EXERCISE OBJECTIVE -
Give the records back in full, exactly as they read.

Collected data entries
== Segment start ==

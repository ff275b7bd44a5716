//! Padovan sequence, `P(n) = P(n − 2) + P(n − 3)`, seeds `1, 0, 0`.

use num_bigint::BigInt;
use std::sync::{Arc, OnceLock};

use super::{default_cache, linear_cursor_from, Memo, SharedCache};
use crate::cursor::{LinearStep, ListCursor, SequenceCursor};
use crate::error::SequenceError;
use crate::traits::Sequence;

// a(i + 3) = a(i) + a(i + 1)
const COEFFICIENTS: &[i64] = &[1, 1, 0];
const SEEDS: &[i64] = &[1, 0, 0];
const WARM_UP: usize = 20;

/// The Padovan sequence (A000931), starting `1, 0, 0, 1, 0, 1, 1, 1, 2`.
///
/// Values repeat, so [`is_unique`](Sequence::is_unique) is `false`.
#[derive(Debug)]
pub struct PadovanSequence {
    memo: Memo,
}

impl PadovanSequence {
    pub fn new() -> Self {
        Self::with_cache(default_cache())
    }

    /// Process-wide instance, built on first use.
    pub fn shared() -> Arc<Self> {
        static SHARED: OnceLock<Arc<PadovanSequence>> = OnceLock::new();
        SHARED.get_or_init(|| Arc::new(Self::new())).clone()
    }

    pub fn with_cache(cache: SharedCache) -> Self {
        let padovan = Self {
            memo: Memo::new(cache),
        };
        padovan
            .memo
            .warm_up("A000931", &mut padovan.cursor(), WARM_UP);
        padovan
    }
}

impl Default for PadovanSequence {
    fn default() -> Self {
        Self::new()
    }
}

impl Sequence<BigInt> for PadovanSequence {
    fn catalog_id(&self) -> &str {
        "A000931"
    }

    fn is_unique(&self) -> bool {
        false
    }

    fn get(&self, n: usize) -> Result<BigInt, SequenceError> {
        let _gate = self.memo.lock();
        self.memo.resolve(n, 0, SEEDS, |_| {
            self.memo.walk_linear(n, COEFFICIENTS, SEEDS)
        })
    }

    fn cursor(&self) -> SequenceCursor<BigInt> {
        ListCursor::new(LinearStep::from_seeds(COEFFICIENTS, SEEDS)).boxed()
    }

    fn cursor_from(&self, start: usize) -> Result<SequenceCursor<BigInt>, SequenceError> {
        linear_cursor_from(COEFFICIENTS, SEEDS.len(), start, |i| self.get(i))
    }
}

== Segment end ==

RESPONSE BELOW -
repository ff275b7bd44a5716
//! Padovan sequence, `P(n) = P(n − 2) + P(n − 3)`, seeds `1, 0, 0`.

use num_bigint::BigInt;
use std::sync::{Arc, OnceLock};

use super::{default_cache, linear_cursor_from, Memo, SharedCache};
use crate::cursor::{LinearStep, ListCursor, SequenceCursor};
use crate::error::SequenceError;
use crate::traits::Sequence;

// a(i + 3) = a(i) + a(i + 1)
const COEFFICIENTS: &[i64] = &[1, 1, 0];
const SEEDS: &[i64] = &[1, 0, 0];
const WARM_UP: usize = 20;

/// The Padovan sequence (A000931), starting `1, 0, 0, 1, 0, 1, 1, 1, 2`.
///
/// Values repeat, so [`is_unique`](Sequence::is_unique) is `false`.
#[derive(Debug)]
pub struct PadovanSequence {
    memo: Memo,
}

impl PadovanSequence {
    pub fn new() -> Self {
        Self::with_cache(default_cache())
    }

    /// Process-wide instance, built on first use.
    pub fn shared() -> Arc<Self> {
        static SHARED: OnceLock<Arc<PadovanSequence>> = OnceLock::new();
        SHARED.get_or_init(|| Arc::new(Self::new())).clone()
    }

    pub fn with_cache(cache: SharedCache) -> Self {
        let padovan = Self {
            memo: Memo::new(cache),
        };
        padovan
            .memo
            .warm_up("A000931", &mut padovan.cursor(), WARM_UP);
        padovan
    }
}

impl Default for PadovanSequence {
    fn default() -> Self {
        Self::new()
    }
}

impl Sequence<BigInt> for PadovanSequence {
    fn catalog_id(&self) -> &str {
        "A000931"
    }

    fn is_unique(&self) -> bool {
        false
    }

    fn get(&self, n: usize) -> Result<BigInt, SequenceError> {
        let _gate = self.memo.lock();
        self.memo.resolve(n, 0, SEEDS, |_| {
            self.memo.walk_linear(n, COEFFICIENTS, SEEDS)
        })
    }

    fn cursor(&self) -> SequenceCursor<BigInt> {
        ListCursor::new(LinearStep::from_seeds(COEFFICIENTS, SEEDS)).boxed()
    }

    fn cursor_from(&self, start: usize) -> Result<SequenceCursor<BigInt>, SequenceError> {
        linear_cursor_from(COEFFICIENTS, SEEDS.len(), start, |i| self.get(i))
    }
}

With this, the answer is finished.